▶ Exercise aim: Each line below from the one containing "pub enum InstallOutcome" through the one containing "let marker = JsValue::from_str(GLOBAL_FETCH_MARKER);" is to be given again exactly, and no line outside that span.

(Stored data entries)
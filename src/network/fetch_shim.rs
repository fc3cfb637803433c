//! `window.fetch` wrapper.
//!
//! Relative API calls like `/user/123` are sent to `${API_BASE}/user/123` for
//! the whitelisted prefixes; everything else, including anything the wrapper
//! fails to understand, goes to the original `fetch` untouched. Installing
//! twice is a no-op, also across two copies of the module on one page.

use js_sys::{Function, Promise, Reflect};
use wasm_bindgen::closure::Closure;
use wasm_bindgen::{JsCast, JsValue};
use web_sys::{Request, RequestInit, Window};

use super::rewriter::{RequestRewriter, RewriteDecision, SkipReason};
use crate::constants::GLOBAL_FETCH_MARKER;
use crate::error::RelayError;
use crate::state::InstallGuard;

static FETCH_SHIM: InstallGuard = InstallGuard::new();

#[derive(Debug, Clone, Copy, PartialEq, Eq)]
pub enum InstallOutcome {
    Installed,
    AlreadyInstalled,
}

pub fn is_installed() -> bool {
    FETCH_SHIM.is_installed()
}

pub fn install(window: &Window, rewriter: RequestRewriter) -> Result<InstallOutcome, RelayError> {
    if !FETCH_SHIM.try_install() {
        return Ok(InstallOutcome::AlreadyInstalled);
    }

    let win: &JsValue = window.as_ref();
    let marker = JsValue::from_str(GLOBAL_FETCH_MARKER);
    if Reflect::get(win, &marker).map_or(false, |v| v.is_truthy()) {
        return Ok(InstallOutcome::AlreadyInstalled);
    }

    let original: Function = Reflect::get(win, &JsValue::from_str("fetch"))
        .map_err(|e| RelayError::js(&e))?
        .dyn_into()
        .map_err(|_| RelayError::UnsupportedTarget("window.fetch is not a function".into()))?;
    let original = original.bind0(win);

    info_log!(
        "fetch shim active: API_BASE = {}, prefixes = {:?}",
        rewriter.base(),
        rewriter.prefixes().as_slice()
    );

    let shim = Closure::wrap(Box::new(move |input: JsValue, init: JsValue| -> JsValue {
        let target = match redirect(&rewriter, &input) {
            Ok(Some(rewritten)) => rewritten,
            Ok(None) => input,
            Err(e) => {
                warn_log!("rewrite warning: {}", e);
                input
            }
        };
        match original.call2(&JsValue::UNDEFINED, &target, &init) {
            Ok(response) => response,
            Err(e) => Promise::reject(&e).into(),
        }
    }) as Box<dyn FnMut(JsValue, JsValue) -> JsValue>);

    Reflect::set(win, &JsValue::from_str("fetch"), shim.as_ref()).map_err(|e| RelayError::js(&e))?;
    Reflect::set(win, &marker, &JsValue::TRUE).map_err(|e| RelayError::js(&e))?;
    shim.forget();

    Ok(InstallOutcome::Installed)
}

/// The replacement first argument for `fetch`, or `None` to keep the original.
/// Strings, `URL` objects and `Request`s are understood; anything else is an
/// `UnsupportedTarget` and the caller keeps the original argument.
pub fn redirect(rewriter: &RequestRewriter, input: &JsValue) -> Result<Option<JsValue>, RelayError> {
    if let Some(url) = input.as_string() {
        return Ok(decide(rewriter, &url)?.map(|u| JsValue::from_str(&u)));
    }

    if let Some(url) = input.dyn_ref::<web_sys::Url>() {
        return Ok(decide(rewriter, &url.href())?.map(|u| JsValue::from_str(&u)));
    }

    if let Some(request) = input.dyn_ref::<Request>() {
        let rewritten = match decide(rewriter, &request.url())? {
            Some(u) => u,
            None => return Ok(None),
        };
        // A Request reads as a RequestInit: method, headers, body, mode,
        // credentials and the rest carry over to the new destination.
        let init: &RequestInit = request.unchecked_ref();
        let moved = Request::new_with_str_and_init(&rewritten, init).map_err(|e| RelayError::js(&e))?;
        return Ok(Some(moved.into()));
    }

    Err(RelayError::UnsupportedTarget(
        input.js_typeof().as_string().unwrap_or_default(),
    ))
}

fn decide(rewriter: &RequestRewriter, url: &str) -> Result<Option<String>, RelayError> {
    match rewriter.decide(url) {
        RewriteDecision::Rewritten(to) => {
            debug_log!("fetch {} -> {}", url, to);
            Ok(Some(to))
        }
        RewriteDecision::Unchanged(SkipReason::Unparseable(e)) => Err(e),
        RewriteDecision::Unchanged(_) => Ok(None),
    }
}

▶ Your response:
pub enum InstallOutcome {
    Installed,
    AlreadyInstalled,
}

pub fn is_installed() -> bool {
    FETCH_SHIM.is_installed()
}

pub fn install(window: &Window, rewriter: RequestRewriter) -> Result<InstallOutcome, RelayError> {
    if !FETCH_SHIM.try_install() {
        return Ok(InstallOutcome::AlreadyInstalled);
    }

    let win: &JsValue = window.as_ref();
    let marker = JsValue::from_str(GLOBAL_FETCH_MARKER);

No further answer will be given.